The UK asset management industry – the world’s second largest – is in a state of flux. Competition and cost pressures are disrupting the status quo among its 1,840 authorised firms, which collectively manage £7trn of assets and employ 50,000 people. Notably, 10 per cent of those assets are managed in Scotland.

Although uncertainty over Brexit negotiations represents a critical challenge in the short term, not least in relation to future passporting rights and asset managers’ continued ability to sell funds freely across the European Union, broader opportunities remain in the medium to long term. Successful asset management of the future seems likely to favour bigger firms with strong global brands offering a full suite of services alongside small targeted managers with unique product offerings.

Performance levels

Until recently, performance levels have been robust with asset management firms delivering average profit margins of 36 per cent. But fees are under pressure amid the push for greater transparency and comparability from investors, as well as scrutiny by policymakers and regulators. For active managers, the compliance costs of increased reporting standards and burdensome regulation are eroding margins, with MiFID II and undertakings for collective investments in transferable securities (Ucits) being the two most prominent causes. 

Meanwhile, the growth of cheaper passive funds continues to threaten active management business by offering investors similar levels of risk and return at a fraction of the cost.

Rising technological and data management advancements are also putting a squeeze on margins. So are commercial costs, as firms grow distribution networks and product manufacturing capabilities to take advantage of opportunities in developing markets. 

In response to these diverse pressures, market consolidation has been inevitable to mitigate risks and remain competitive. This is illustrated by the last two years of record mergers and acquisitions activity across the industry, primarily driven by regulation costs and the shift toward passive management. 
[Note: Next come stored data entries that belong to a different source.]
//! Literal token formatting for the streaming encoder.

use json_grain_buffers::Writer;

/// `null` as a big-endian u32 of ASCII bytes.
pub(crate) const NULL: u32 = 0x6e75_6c6c;
/// `true` as a big-endian u32 of ASCII bytes.
pub(crate) const TRUE: u32 = 0x7472_7565;

/// Writes the `null` token.
pub fn null(out: &mut Writer) {
    out.u32(NULL);
}

/// Writes a boolean token.
pub fn boolean(out: &mut Writer, value: bool) {
    if value {
        out.u32(TRUE);
    } else {
        out.u8(b'f');
        out.u32(0x616c_7365); // "alse"
    }
}

/// Writes a finite float as its shortest round-trip decimal form, and
/// non-finite values as the extension tokens `nan`, `snan`, `inf`, `-inf`.
///
/// The non-finite tokens are a documented formatting contract of this encoder
/// and are not standard JSON; output containing them is not interoperable
/// with strict RFC 8259 consumers. `snan` is written for signaling NaN
/// (quiet bit clear), `nan` for quiet NaN.
pub fn float(out: &mut Writer, value: f64) {
    if value.is_nan() {
        const QUIET_BIT: u64 = 0x0008_0000_0000_0000;
        if value.to_bits() & QUIET_BIT == 0 {
            out.ascii("snan");
        } else {
            out.ascii("nan");
        }
    } else if value.is_infinite() {
        if value > 0.0 {
            out.ascii("inf");
        } else {
            out.ascii("-inf");
        }
    } else {
        out.ascii(&value.to_string());
    }
}

/// Writes a JSON string literal with RFC 8259 minimal escaping: `"` and `\`
/// are escaped, control characters use the short forms where they exist and
/// lowercase `\u00xx` otherwise, and everything else (including non-ASCII)
/// passes through as raw UTF-8.
pub fn string(out: &mut Writer, s: &str) {
    let bytes = s.as_bytes();

    // Fast path: no byte needs escaping.
    if !bytes.iter().any(|&b| b < 0x20 || b == b'"' || b == b'\\') {
        out.ensure_capacity(bytes.len() + 2);
        out.u8(b'"');
        out.buf(bytes);
        out.u8(b'"');
        return;
    }

    out.u8(b'"');
    let mut run = 0;
    for (i, &b) in bytes.iter().enumerate() {
        let escape: &[u8] = match b {
            b'"' => b"\\\"",
            b'\\' => b"\\\\",
            0x08 => b"\\b",
            b'\t' => b"\\t",
            b'\n' => b"\\n",
            0x0c => b"\\f",
            b'\r' => b"\\r",
            b if b < 0x20 => {
                out.buf(&bytes[run..i]);
                run = i + 1;
                out.buf(b"\\u00");
                const HEX: &[u8; 16] = b"0123456789abcdef";
                out.u8(HEX[(b >> 4) as usize]);
                out.u8(HEX[(b & 0x0f) as usize]);
                continue;
            }
            _ => continue,
        };
        out.buf(&bytes[run..i]);
        run = i + 1;
        out.buf(escape);
    }
    out.buf(&bytes[run..]);
    out.u8(b'"');
}

#[cfg(test)]
mod tests {
    use super::*;

    fn render(f: impl FnOnce(&mut Writer)) -> String {
        let mut out = Writer::new();
        f(&mut out);
        String::from_utf8(out.flush()).unwrap()
    }

    #[test]
    fn tokens() {
        assert_eq!(render(null), "null");
        assert_eq!(render(|o| boolean(o, true)), "true");
        assert_eq!(render(|o| boolean(o, false)), "false");
    }

    #[test]
    fn nonfinite_extension_tokens() {
        assert_eq!(render(|o| float(o, f64::NAN)), "nan");
        assert_eq!(render(|o| float(o, f64::INFINITY)), "inf");
        assert_eq!(render(|o| float(o, f64::NEG_INFINITY)), "-inf");
        let signaling = f64::from_bits(0x7ff0_0000_0000_0001);
        assert_eq!(render(|o| float(o, signaling)), "snan");
    }

    #[test]
    fn finite_floats_shortest_form() {
        assert_eq!(render(|o| float(o, 0.1)), "0.1");
        assert_eq!(render(|o| float(o, -3.5)), "-3.5");
        assert_eq!(render(|o| float(o, 2.0)), "2");
    }

    #[test]
    fn string_escaping_matches_serde_json() {
        let cases = [
            "plain",
            "say \"hi\"",
            "back\\slash",
            "tab\there\nnewline",
            "\u{0000}\u{001f}",
            "control \u{0007} bell",
            "non-ascii: héllo 😀",
        ];
        for case in cases {
            let ours = render(|o| string(o, case));
            let theirs = serde_json::to_string(case).unwrap();
            assert_eq!(ours, theirs, "case {case:?}");
            // And serde_json parses it back to the original text.
            let back: String = serde_json::from_str(&ours).unwrap();
            assert_eq!(back, case);
        }
    }
}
In October 2016, Anglo-Australian Henderson announced a £4.7bn merger with US rival Janus. This deal ‘of equals’ is anticipated to deliver around $110m £86m) in cost savings by creating one of the world’s top 20 largest independent investment houses with combined assets under management of more than $400bn. 

The most recent example is the £11bn mega-merger announced in March between Standard Life and Aberdeen Asset Management (AAM) – a deal that will combine £660bn in assets and make it the largest active investment management firm in the UK and second largest in Europe. 

Standard’s virtually nil-premium proposal for taking over AAM is a clear signal of fee pressures, highlighting the importance of reducing costs and achieving scale. Overall synergies from the deal are expected to deliver annual cost savings of £200m – a figure that surpasses £1.3bn when taxed and capitalised. 

Consolidation will be fuelled by significant economies of scale. The increasing regulatory burden, particularly acute for smaller asset managers, will create even more compliance costs, putting further strain on industry margins and precipitating more mergers. 

Evolution

In their scope of activity, asset managers will continue to evolve. As deleveraging of banks continues, they are expanding their reach into areas dominated by the banks, such as primary lending, secondary debt market trading including distressed and nonperforming loans, primary securitisations and off-balance sheet financing. 

Meanwhile, assets under management (AUM) in the core business looks set to benefit from favourable demographic trends: an additional one billion middle-class consumers are expected by 2020 who will accumulate wealth and save more for retirement. And as the world continues to age, retirement and healthcare costs will grow, so asset management clients will need to save more to pay for them. 

Other key drivers include a surge in pension funds allied with the increase of defined contribution (DC) pension schemes, many more high net-worth individuals, and the expansion of existing sovereign wealth funds together with the emergence of new ones. This is all against a backdrop of favourable economic conditions, in particular, low interest rates and sustained GDP growth, underpinned by growing urbanisation and cross-border trade. 

However, Brexit is overshadowing everything. The UK’s departure from the EU presents a spectrum of risks for asset managers, particularly those whose operations depend on EU market access – asset management exports have represented on average 6 per cent of net service exports over the past decade. Although the issue has yet to be resolved, the rules would mean a loss of managing and marketing passporting rights into the EU. So the outcome of negotiations is keenly awaited.  

The competitive landscape is also changing. A potential source of disruption could come from social media or technology firms, which might combine their reach, knowledge and influence with banking alliances to provide compelling asset management propositions. 

You only have to look at Silicon Valley’s Tesla, which has jovertaken General Motors to become the biggest US car maker, to see how quickly cutting-edge technology can make a huge impact. 

Technological progress

Technological progress is increasingly required in asset management to meet customer and regulators’ demands. This leads to a further escalation in fee pressure. The combination of higher costs and demand for lower fees will intensify the battle for customer relationships, which is likely to be a theme for the UK asset management industry. For most, generating sufficient scale may well be the key to success. 

But for those who achieve the right balance – while continuing to deliver consistent returns, increased transparency and strong customer service – the outlook is positive.

Mark Hardwicke is managing partner of Invenio Corporate Finance

Key points

Competition and cost pressures are disrupting the status quo.

Therefore, market consolidation has been inevitable to mitigate risks and remain competitive.

The UK’s imminent departure from the EU presents a spectrum of risks for asset manager.